A Febrasgo, o SUS e a OMS elencam boas práticas para o parto com base em evidências e estudos científicos. Por isso, alguns procedimentos comuns há décadas são desencorajados hoje, como a manobra de Kristeller (o profissional sobe na barriga da mulher com o intuito de empurrar o bebê). Mesmo ultrapassada, a pesquisa Nascer no Brasil aponta que ela ainda é utilizada em 37% dos partos.

Além disso, a Febrasgo cita o uso de soro com ocitocina, utilizado para acelerar o parto. A entidade alerta que há indicação na minoria dos partos, quando as contrações estão lentas. Por isso, a técnica deve ser usada com parcimônia e com respaldo médico claro.

A entidade também tem uma diretriz que contraindica aos médicos obstetras a realização da episiotomia (incisão na região do períneo para facilitar a passagem do bebê) como a primeira opção, e sem o aval da parturiente. Segundo a ONG Artemis, organização civil cujo foco é a erradicação da violência obstétrica, o procedimento é necessário em cerca de 15% dos casos, mas é praticada em mais de 90% dos partos hospitalares da América Latina.

Raspagem dos pelos pubianos, lavagem intestinal e uso da posição deitada para o trabalho de parto são outras rotinas em hospitais privados e públicos que devem ser desencorajadas, segundo a OMS. Logo, a mulher pode negar todos eles caso seja sua vontade.

O reconhecimento dos direitos

O conjunto de leis e normas que versam sobre direitos e saúde garantem à mulher que sua vontade seja respeitada em todas as fases do parto e receba um atendimento humanizado e sem abusos.

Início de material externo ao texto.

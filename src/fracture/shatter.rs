use glam::DVec2;
use log::debug;

use super::triangulation::bowyer_watson;
use crate::{
    core::{
        body::Body,
        factory::{BodyBlueprint, BodyParams},
        shape::{ConvexPolygon, ShapeGeometry},
    },
    utils::math::signed_area,
};

/// Triangular piece of a shattered outline, in the parent's local frame.
#[derive(Debug, Clone, Copy, PartialEq)]
pub struct Fragment {
    /// Counter-clockwise.
    pub vertices: [DVec2; 3],
    pub area: f64,
}

const TILING_TOLERANCE: f64 = 1e-9;

/// Re-triangulates a convex outline into fragments that tile it.
///
/// Co-circular outlines leave the circumcircle test undecided; when the
/// Delaunay pass does not cover the outline exactly, a fan from the first
/// vertex is used instead.
pub fn fragment_outline(polygon: &ConvexPolygon) -> Vec<Fragment> {
    let fragments: Vec<Fragment> = bowyer_watson(polygon.vertices())
        .into_iter()
        .filter_map(|triangle| {
            let area = triangle.area();
            (area > f64::EPSILON).then(|| Fragment {
                vertices: triangle.counter_clockwise(),
                area,
            })
        })
        .collect();

    let expected = polygon.area();
    let covered: f64 = fragments.iter().map(|f| f.area).sum();
    if (covered - expected).abs() <= expected * TILING_TOLERANCE {
        return fragments;
    }

    debug!("delaunay pass covered {covered:.6} of {expected:.6}, using a fan");
    fan(polygon.vertices())
}

fn fan(vertices: &[DVec2]) -> Vec<Fragment> {
    let Some((&apex, rest)) = vertices.split_first() else {
        return Vec::new();
    };
    rest.windows(2)
        .filter_map(|pair| {
            let triangle = [apex, pair[0], pair[1]];
            let area = signed_area(&triangle);
            (area > f64::EPSILON).then_some(Fragment {
                vertices: triangle,
                area,
            })
        })
        .collect()
}

/// Blueprints for the asteroids a polygonal body breaks into.
///
/// Each fragment inherits position, velocity, angle and angular velocity of
/// `body`, and carries `density * area` of its mass. Circles yield nothing.
pub fn shatter_blueprints(body: &Body) -> Vec<BodyBlueprint> {
    let Some(polygon) = body.shape().as_polygon() else {
        return Vec::new();
    };
    let density = body.density();

    fragment_outline(polygon)
        .into_iter()
        .map(|fragment| {
            let params = BodyParams {
                name: None,
                mass: density * fragment.area,
                age: 0,
                ..BodyParams::from_body(body)
            };
            BodyBlueprint::asteroid(fragment.vertices.to_vec(), params)
        })
        .collect()
}
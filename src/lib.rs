//! Celestial Impulse – 2D gravity and collision engine for Rust.
//!
//! Circles and convex polygons attract each other, collide through a
//! sequential-impulse solver, merge after prolonged contact and shatter
//! into Delaunay fragments when struck hard enough.

pub mod collision;
pub mod config;
pub mod core;
pub mod dynamics;
pub mod fracture;
pub mod persistence;
pub mod utils;
pub mod world;

use std::{path::Path, time::Duration};

pub use glam::DVec2;

pub use collision::{
    broadphase::BroadPhase,
    contact::ContactManifold,
    narrowphase::{NarrowPhase, SatAlgorithm},
};
pub use config::WorldConfig;
pub use crate::core::{
    body::{Body, BodyError, BodyKind},
    factory::{BodyBlueprint, BodyParams, NameGenerator, ShapeSpec},
    shape::{Circle, ConvexPolygon, Shape, ShapeGeometry},
    types::{Aabb, MassProperties, Material},
};
pub use dynamics::{
    forces::{ForceGenerator, ForceRegistry, NewtonianGravity},
    integrator::Integrator,
    solver::{CollisionSummary, SequentialImpulseSolver, SolverSettings},
};
pub use persistence::{parse_records, write_records, BodyRecord, PersistenceError, RecordDocument};
pub use utils::allocator::{Arena, BodyId, GenerationalId};
pub use utils::{logging::TickPhase, profiling::TickProfiler};
pub use world::{
    queries::PlanetRoute, runner::SimulationRunner, BodyRenderer, PhysicsWorld, TickReport,
};

/// High-level convenience wrapper that owns a [`PhysicsWorld`].
pub struct SimulationEngine {
    world: PhysicsWorld,
}

impl Default for SimulationEngine {
    fn default() -> Self {
        Self::new(WorldConfig::default())
    }
}

impl SimulationEngine {
    /// Creates an engine with the provided configuration.
    pub fn new(config: WorldConfig) -> Self {
        Self {
            world: PhysicsWorld::new(config),
        }
    }

    /// Spawns any body kind from a blueprint and returns its [`BodyId`].
    pub fn spawn(&mut self, blueprint: BodyBlueprint) -> Result<BodyId, BodyError> {
        self.world.spawn(blueprint)
    }

    /// Advances the simulation by one tick.
    pub fn step(&mut self) -> TickReport {
        self.world.step()
    }

    /// Advances the simulation by `ticks` ticks and returns the last report.
    pub fn run(&mut self, ticks: u64) -> Option<TickReport> {
        (0..ticks).map(|_| self.world.step()).last()
    }

    /// Immutable access to a body by id.
    pub fn body(&self, id: BodyId) -> Option<&Body> {
        self.world.body(id)
    }

    /// Mutable access to a body by id.
    pub fn body_mut(&mut self, id: BodyId) -> Option<&mut Body> {
        self.world.body_mut(id)
    }

    pub fn world(&self) -> &PhysicsWorld {
        &self.world
    }

    pub fn world_mut(&mut self) -> &mut PhysicsWorld {
        &mut self.world
    }

    /// Hands the world to a background thread ticking every `interval`.
    pub fn into_runner(self, interval: Duration) -> SimulationRunner {
        SimulationRunner::start(self.world, interval)
    }

    /// Replaces the population with the contents of a record file.
    pub fn load(&mut self, path: impl AsRef<Path>) -> Result<usize, PersistenceError> {
        self.world.load_file(path)
    }

    /// Saves the live population to a record file.
    pub fn save(&self, path: impl AsRef<Path>) -> Result<(), PersistenceError> {
        self.world.save_file(path)
    }
}
use std::collections::HashMap;

use crate::utils::allocator::BodyId;

/// Unordered body pair, stored with the smaller id first.
#[derive(Debug, Clone, Copy, PartialEq, Eq, Hash, PartialOrd, Ord)]
pub struct PairKey(BodyId, BodyId);

impl PairKey {
    pub fn new(a: BodyId, b: BodyId) -> Self {
        if a <= b {
            Self(a, b)
        } else {
            Self(b, a)
        }
    }

    pub fn first(&self) -> BodyId {
        self.0
    }

    pub fn second(&self) -> BodyId {
        self.1
    }
}

/// Consecutive-tick contact counters keyed by body pair.
///
/// A pair that is not reported as colliding in a tick loses its counter, so
/// every stored value counts an unbroken run of contact.
#[derive(Debug, Default, Clone)]
pub struct ContactTracker {
    durations: HashMap<PairKey, u32>,
}

impl ContactTracker {
    pub fn new() -> Self {
        Self::default()
    }

    /// Replaces the tracked set with this tick's colliding pairs.
    pub fn record_tick(&mut self, colliding: impl IntoIterator<Item = (BodyId, BodyId)>) {
        let mut next = HashMap::with_capacity(self.durations.len());
        for (a, b) in colliding {
            let key = PairKey::new(a, b);
            let ticks = self.durations.get(&key).copied().unwrap_or(0);
            next.insert(key, ticks.saturating_add(1));
        }
        self.durations = next;
    }

    pub fn duration(&self, a: BodyId, b: BodyId) -> u32 {
        self.durations
            .get(&PairKey::new(a, b))
            .copied()
            .unwrap_or(0)
    }

    /// Pairs in contact for more than `threshold` ticks, in id order.
    pub fn exceeding(&self, threshold: u32) -> Vec<PairKey> {
        let mut pairs: Vec<PairKey> = self
            .durations
            .iter()
            .filter(|(_, ticks)| **ticks > threshold)
            .map(|(key, _)| *key)
            .collect();
        pairs.sort_unstable();
        pairs
    }

    /// Drops every pair that mentions a body failing `alive`.
    pub fn prune(&mut self, mut alive: impl FnMut(BodyId) -> bool) {
        self.durations
            .retain(|key, _| alive(key.first()) && alive(key.second()));
    }

    pub fn forget(&mut self, a: BodyId, b: BodyId) {
        self.durations.remove(&PairKey::new(a, b));
    }

    pub fn len(&self) -> usize {
        self.durations.len()
    }

    pub fn is_empty(&self) -> bool {
        self.durations.is_empty()
    }

    pub fn clear(&mut self) {
        self.durations.clear();
    }
}
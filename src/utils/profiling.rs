use std::time::{Duration, Instant};

use super::logging::TickPhase;

/// Per-phase timings and population counters for the last tick.
#[derive(Debug, Default, Clone, Copy)]
pub struct TickProfiler {
    pub detect_time: Duration,
    pub solve_time: Duration,
    pub react_time: Duration,
    pub integrate_time: Duration,
    pub gravity_time: Duration,
    pub merge_time: Duration,
    pub cleanup_time: Duration,
    pub total_tick_time: Duration,

    pub body_count: usize,
    pub contact_count: usize,
    pub spawned_count: usize,
    pub removed_count: usize,
}

impl TickProfiler {
    pub fn reset(&mut self) {
        *self = Self::default();
    }

    pub fn phase_time(&self, phase: TickPhase) -> Duration {
        match phase {
            TickPhase::Detect => self.detect_time,
            TickPhase::Solve => self.solve_time,
            TickPhase::React => self.react_time,
            TickPhase::Integrate => self.integrate_time,
            TickPhase::Gravity => self.gravity_time,
            TickPhase::Merge => self.merge_time,
            TickPhase::Cleanup => self.cleanup_time,
        }
    }

    pub fn report(&self) {
        let total_us = self.total_tick_time.as_micros() as f64;
        if total_us < 1.0 {
            return;
        }

        log::info!(
            "bodies: {}, contacts: {}, spawned: {}, removed: {}, tick: {:.2} ms",
            self.body_count,
            self.contact_count,
            self.spawned_count,
            self.removed_count,
            self.total_tick_time.as_secs_f64() * 1000.0
        );

        for phase in TickPhase::ALL {
            let time = self.phase_time(phase);
            log::info!(
                "  {:<10} {:.3} ms ({:.1}%)",
                phase.label(),
                time.as_secs_f64() * 1000.0,
                (time.as_micros() as f64 / total_us) * 100.0
            );
        }
    }
}

/// Adds the lifetime of the guard to the referenced duration.
pub struct PhaseTimer<'a> {
    start: Instant,
    output: &'a mut Duration,
}

impl<'a> PhaseTimer<'a> {
    pub fn new(output: &'a mut Duration) -> Self {
        Self {
            start: Instant::now(),
            output,
        }
    }
}

impl<'a> Drop for PhaseTimer<'a> {
    fn drop(&mut self) {
        *self.output += self.start.elapsed();
    }
}
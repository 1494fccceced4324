use std::{
    sync::{
        atomic::{AtomicBool, Ordering},
        Arc,
    },
    thread::{self, JoinHandle},
    time::Duration,
};

use log::{debug, warn};
use parking_lot::{RwLock, RwLockReadGuard};

use super::{PhysicsWorld, TickReport};

/// Drives a world on a dedicated thread.
///
/// Each loop iteration checks the pause gate once and, when running, executes
/// one full tick under the write lock. Readers such as a renderer take the
/// read lock between ticks and never observe a half-finished tick.
pub struct SimulationRunner {
    world: Arc<RwLock<PhysicsWorld>>,
    paused: Arc<AtomicBool>,
    shutdown: Arc<AtomicBool>,
    handle: Option<JoinHandle<()>>,
}

impl SimulationRunner {
    /// Starts ticking immediately, sleeping `interval` between ticks.
    pub fn start(world: PhysicsWorld, interval: Duration) -> Self {
        Self::spawn(world, interval, false)
    }

    /// Starts with the pause gate closed; use [`Self::resume`] or [`Self::step_once`].
    pub fn start_paused(world: PhysicsWorld, interval: Duration) -> Self {
        Self::spawn(world, interval, true)
    }

    fn spawn(world: PhysicsWorld, interval: Duration, paused: bool) -> Self {
        let world = Arc::new(RwLock::new(world));
        let paused = Arc::new(AtomicBool::new(paused));
        let shutdown = Arc::new(AtomicBool::new(false));

        let handle = {
            let world = Arc::clone(&world);
            let paused = Arc::clone(&paused);
            let shutdown = Arc::clone(&shutdown);
            thread::spawn(move || {
                debug!("simulation thread started");
                while !shutdown.load(Ordering::Acquire) {
                    if !paused.load(Ordering::Acquire) {
                        world.write().step();
                    }
                    thread::sleep(interval);
                }
                debug!("simulation thread stopped");
            })
        };

        Self {
            world,
            paused,
            shutdown,
            handle: Some(handle),
        }
    }

    pub fn pause(&self) {
        self.paused.store(true, Ordering::Release);
    }

    pub fn resume(&self) {
        self.paused.store(false, Ordering::Release);
    }

    pub fn is_paused(&self) -> bool {
        self.paused.load(Ordering::Acquire)
    }

    /// Runs exactly one tick on the caller's thread. Only honoured while paused.
    pub fn step_once(&self) -> Option<TickReport> {
        if !self.is_paused() {
            return None;
        }
        Some(self.world.write().step())
    }

    /// Read access for presentation.
    pub fn world(&self) -> RwLockReadGuard<'_, PhysicsWorld> {
        self.world.read()
    }

    pub fn shared_world(&self) -> Arc<RwLock<PhysicsWorld>> {
        Arc::clone(&self.world)
    }

    pub fn is_running(&self) -> bool {
        self.handle.is_some()
    }

    /// Signals the loop to finish its current iteration and joins it.
    pub fn stop(&mut self) {
        self.shutdown.store(true, Ordering::Release);
        if let Some(handle) = self.handle.take() {
            if handle.join().is_err() {
                warn!("simulation thread panicked");
            }
        }
    }
}

impl Drop for SimulationRunner {
    fn drop(&mut self) {
        self.stop();
    }
}
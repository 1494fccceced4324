use std::f64::consts::PI;

use crate::core::{
    body::Body,
    factory::{BodyBlueprint, BodyParams},
};

/// Blueprint for the planet that replaces two long-touching bodies.
///
/// Mass is the exact sum. The centre sits on the segment between the inputs,
/// pulled toward the heavier one. Radius comes from the combined area scaled
/// by `radius_factor`. Velocity and spin are taken whole from the heavier
/// input; on a tie `a` wins.
pub fn merge_blueprint(a: &Body, b: &Body, radius_factor: f64) -> BodyBlueprint {
    let mass = a.mass() + b.mass();
    let ratio = if mass > 0.0 { b.mass() / mass } else { 0.5 };
    let position = a.position + (b.position - a.position) * ratio;
    let radius = ((a.area() + b.area()) / PI).sqrt() * radius_factor;
    let dominant = if ratio > 0.5 { b } else { a };

    BodyBlueprint::planet(
        radius,
        0,
        None,
        BodyParams::at(position)
            .mass(mass)
            .velocity(dominant.velocity)
            .angular_velocity(dominant.angular_velocity),
    )
}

De acordo com o IBDFAM (Instituto Brasileiro do Direito de Família), caso seus direitos não sejam cumpridos pelas instituições de saúde, as gestantes podem exigir que se proceda por meio de ação judicial, via reclamação no Ministério Público e nos conselhos municipais, estaduais e nacionais que se dedicam ao tema, como o de Saúde e Assistência Social. Casos de violência obstétrica também podem ser denunciados via Central de Atendimento à Mulher (ligue 180) e pelo Disque Saúde 136.